#### [Task statement]
Go through the lines of the material and tally those with the string "newest"; reply with the number alone.

[Opening Information provided section]

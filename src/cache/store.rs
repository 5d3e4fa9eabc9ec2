//! On-disk, content-addressed cache store.
//!
//! Two parallel roots — `main/` (read by the index builder) and `temp/`
//! (write buffer during a refresh) — with identical layout:
//! `root/track_<trackID>/class_<classID>.blob`, a gzip-compressed pretty
//! JSON document (spec.md §6). Grounded on
//! `content_saver::compression::save_compressed_file` for the
//! atomic-write shape and `content_saver::cache_check` for the
//! age/freshness checks.

use std::path::{Path, PathBuf};
use std::time::{Duration, SystemTime};

use crate::catalog::CombinationKey;
use crate::error::CacheError;
use crate::utils::{write_atomic, DEFAULT_MAX_AGE};

use super::compression::{compress, decompress};
use super::record::CombinationRecord;

fn relative_path_for(key: &CombinationKey) -> PathBuf {
    PathBuf::from(format!("track_{}", key.track_id)).join(format!("class_{}.blob", key.class_id))
}

/// A single cache root (either `main/` or `temp/`).
#[derive(Debug, Clone)]
pub struct CacheRoot {
    root: PathBuf,
}

impl CacheRoot {
    #[must_use]
    pub fn new(root: impl Into<PathBuf>) -> Self {
        Self { root: root.into() }
    }

    #[must_use]
    pub fn path(&self) -> &Path {
        &self.root
    }

    fn full_path(&self, key: &CombinationKey) -> PathBuf {
        self.root.join(relative_path_for(key))
    }

    /// Whether the combination is present on disk.
    pub async fn exists(&self, key: &CombinationKey) -> bool {
        tokio::fs::metadata(self.full_path(key)).await.is_ok()
    }

    /// Age of the cached file, or `None` if it doesn't exist.
    pub async fn age(&self, key: &CombinationKey) -> Option<Duration> {
        let meta = tokio::fs::metadata(self.full_path(key)).await.ok()?;
        let modified = meta.modified().ok()?;
        Some(SystemTime::now().duration_since(modified).unwrap_or_default())
    }

    /// Whether the entry exists and is younger than `max_age`.
    pub async fn is_fresh(&self, key: &CombinationKey, max_age: Duration) -> bool {
        match self.age(key).await {
            Some(age) => age < max_age,
            None => false,
        }
    }

    /// Read and decode a combination. Corrupt data is reported as
    /// [`CacheError::Decompress`]/[`CacheError::Serialize`] so the caller
    /// can treat it as "missing" and refetch, per spec.md §7.
    pub async fn read(&self, key: &CombinationKey) -> Result<CombinationRecord, CacheError> {
        let path = self.full_path(key);
        let compressed = tokio::fs::read(&path).await.map_err(|e| {
            if e.kind() == std::io::ErrorKind::NotFound {
                CacheError::Missing
            } else {
                CacheError::Io(e)
            }
        })?;
        let bytes = decompress(compressed)
            .await
            .map_err(|e| CacheError::Decompress(e.to_string()))?;
        CombinationRecord::from_json_slice(&bytes).map_err(CacheError::from)
    }

    /// Write a combination atomically (temp-file-then-rename within this
    /// root's directory).
    pub async fn write(
        &self,
        key: &CombinationKey,
        record: &CombinationRecord,
    ) -> Result<(), CacheError> {
        let path = self.full_path(key);
        let json = record.to_json_bytes()?;
        let compressed = compress(json).await?;
        let path_owned = path.clone();
        tokio::task::spawn_blocking(move || write_atomic(&path_owned, &compressed))
            .await
            .map_err(|e| CacheError::Io(std::io::Error::other(e.to_string())))??;
        Ok(())
    }

    /// Count combinations present under this root by walking the tree.
    pub async fn count_present(&self) -> usize {
        walk_blob_files(&self.root).await.len()
    }

    /// Combination count and oldest/newest file modification time under
    /// this root, for the startup reconciliation log.
    pub async fn reconciliation_summary(&self) -> ReconciliationSummary {
        let files = walk_blob_files(&self.root).await;
        let mut oldest: Option<SystemTime> = None;
        let mut newest: Option<SystemTime> = None;
        for file in &files {
            let Ok(meta) = tokio::fs::metadata(file).await else {
                continue;
            };
            let Ok(modified) = meta.modified() else {
                continue;
            };
            oldest = Some(oldest.map_or(modified, |o| o.min(modified)));
            newest = Some(newest.map_or(modified, |n| n.max(modified)));
        }
        ReconciliationSummary {
            combination_count: files.len(),
            oldest,
            newest,
        }
    }

    /// Remove this root entirely.
    pub async fn clear(&self) -> Result<(), CacheError> {
        match tokio::fs::remove_dir_all(&self.root).await {
            Ok(()) => Ok(()),
            Err(e) if e.kind() == std::io::ErrorKind::NotFound => Ok(()),
            Err(e) => Err(CacheError::Io(e)),
        }
    }
}

/// Summary of `main/`'s on-disk state at process start, logged once before
/// the bootstrap load begins so operators can see what's already being
/// served while the first sweep runs.
#[derive(Debug, Clone, Copy, Default)]
pub struct ReconciliationSummary {
    pub combination_count: usize,
    pub oldest: Option<SystemTime>,
    pub newest: Option<SystemTime>,
}

/// Recursively collect `.blob` file paths under `dir`. Missing directories
/// yield an empty list rather than an error (an unpopulated cache root is
/// a normal cold-start state, not a failure).
async fn walk_blob_files(dir: &Path) -> Vec<PathBuf> {
    let mut out = Vec::new();
    let mut stack = vec![dir.to_path_buf()];
    while let Some(current) = stack.pop() {
        let mut entries = match tokio::fs::read_dir(&current).await {
            Ok(e) => e,
            Err(_) => continue,
        };
        while let Ok(Some(entry)) = entries.next_entry().await {
            let path = entry.path();
            match entry.file_type().await {
                Ok(ft) if ft.is_dir() => stack.push(path),
                Ok(ft) if ft.is_file() => {
                    if path.extension().and_then(|e| e.to_str()) == Some("blob") {
                        out.push(path);
                    }
                }
                _ => {}
            }
        }
    }
    out
}

/// The full cache store: a readable `main/` root and a write-buffer
/// `temp/` root, with atomic promotion from one to the other.
#[derive(Debug, Clone)]
pub struct Store {
    pub main: CacheRoot,
    pub temp: CacheRoot,
}

impl Store {
    #[must_use]
    pub fn new(main_root: impl Into<PathBuf>, temp_root: impl Into<PathBuf>) -> Self {
        Self {
            main: CacheRoot::new(main_root),
            temp: CacheRoot::new(temp_root),
        }
    }

    pub async fn exists(&self, key: &CombinationKey) -> bool {
        self.main.exists(key).await
    }

    pub async fn age(&self, key: &CombinationKey) -> Option<Duration> {
        self.main.age(key).await
    }

    pub async fn is_fresh(&self, key: &CombinationKey) -> bool {
        self.main.is_fresh(key, DEFAULT_MAX_AGE).await
    }

    pub async fn read(&self, key: &CombinationKey) -> Result<CombinationRecord, CacheError> {
        self.main.read(key).await
    }

    pub async fn write(&self, key: &CombinationKey, record: &CombinationRecord) -> Result<(), CacheError> {
        self.main.write(key, record).await
    }

    pub async fn count_present(&self) -> usize {
        self.main.count_present().await
    }

    pub async fn clear(&self) -> Result<(), CacheError> {
        self.main.clear().await
    }

    pub async fn temp_write(
        &self,
        key: &CombinationKey,
        record: &CombinationRecord,
    ) -> Result<(), CacheError> {
        self.temp.write(key, record).await
    }

    /// Move every file under `temp/` to the same relative path under
    /// `main/`, overwriting. Each individual move is atomic; the set as a
    /// whole is not transactional (spec.md §4.2 "Guarantees"). Per-file
    /// errors are logged and skipped; the count of successful promotions
    /// is returned.
    pub async fn promote(&self) -> usize {
        let files = walk_blob_files(self.temp.path()).await;
        let mut promoted = 0usize;
        for src in files {
            let relative = match src.strip_prefix(self.temp.path()) {
                Ok(r) => r.to_path_buf(),
                Err(_) => continue,
            };
            let dst = self.main.path().join(&relative);
            if let Some(parent) = dst.parent() {
                if let Err(e) = tokio::fs::create_dir_all(parent).await {
                    log::warn!("promote: failed to create {}: {e}", parent.display());
                    continue;
                }
            }
            match tokio::fs::rename(&src, &dst).await {
                Ok(()) => promoted += 1,
                Err(e) => {
                    log::warn!(
                        "promote: failed to move {} -> {}: {e}",
                        src.display(),
                        dst.display()
                    );
                }
            }
        }
        log::info!("promote: {promoted} combination(s) promoted to main cache");
        promoted
    }
}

[Closing Information provided section]

#### [Your solution]
5